The Board issued a decision in April 1983 stating that eligibility for educational assistance
under Chapter 34 is predicated "on the finding that the person seeking such benefits began serving
on active duty prior to January 1, 1978. Therefore, since a condition specifically set forth in the law
has not been satisfied, this Board has no other legal recourse but to deny the appellant's claim." R.
at 6. It continued that "[w]hile he could have been called to active duty at any time during his delay
status, he was not called to active duty until July 1978." Id. Therefore, the Board concluded that
"[s]ince the veteran did not begin active duty until July 1978, he is not eligible for educational
assistance under Chapter 34, Title 38, United States Code." R. at 7. That decision became final.

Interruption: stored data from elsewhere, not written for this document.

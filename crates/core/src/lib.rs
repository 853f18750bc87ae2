//! Domain types shared by the kaleido rendering workers.
//!
//! Nothing in this crate performs I/O apart from probing `PATH` for
//! external converters; protocol plumbing lives in `kaleido-devtools`
//! and scheduling in `kaleido-dispatch`.

pub mod error;
pub mod format;
pub mod report;
pub mod request;
pub mod scope;
pub mod types;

The appellant filed another application for VA educational benefits in January 2009. R. at
211-12. Later that month, the RO denied the appellant's claim finding that he was not eligible for
educational benefits pursuant to the Montgomery G.I. Bill (38 U.S.C. chapter 30), the Veterans'
Educational Assistance Program (38 U.S.C. chapter 32), Montgomery G.I. Bill-Selected Reserve
(10 U.S.C. chapter 1606), or the Reserve Educational Assistance Program (10 U.S.C. chapter 1607).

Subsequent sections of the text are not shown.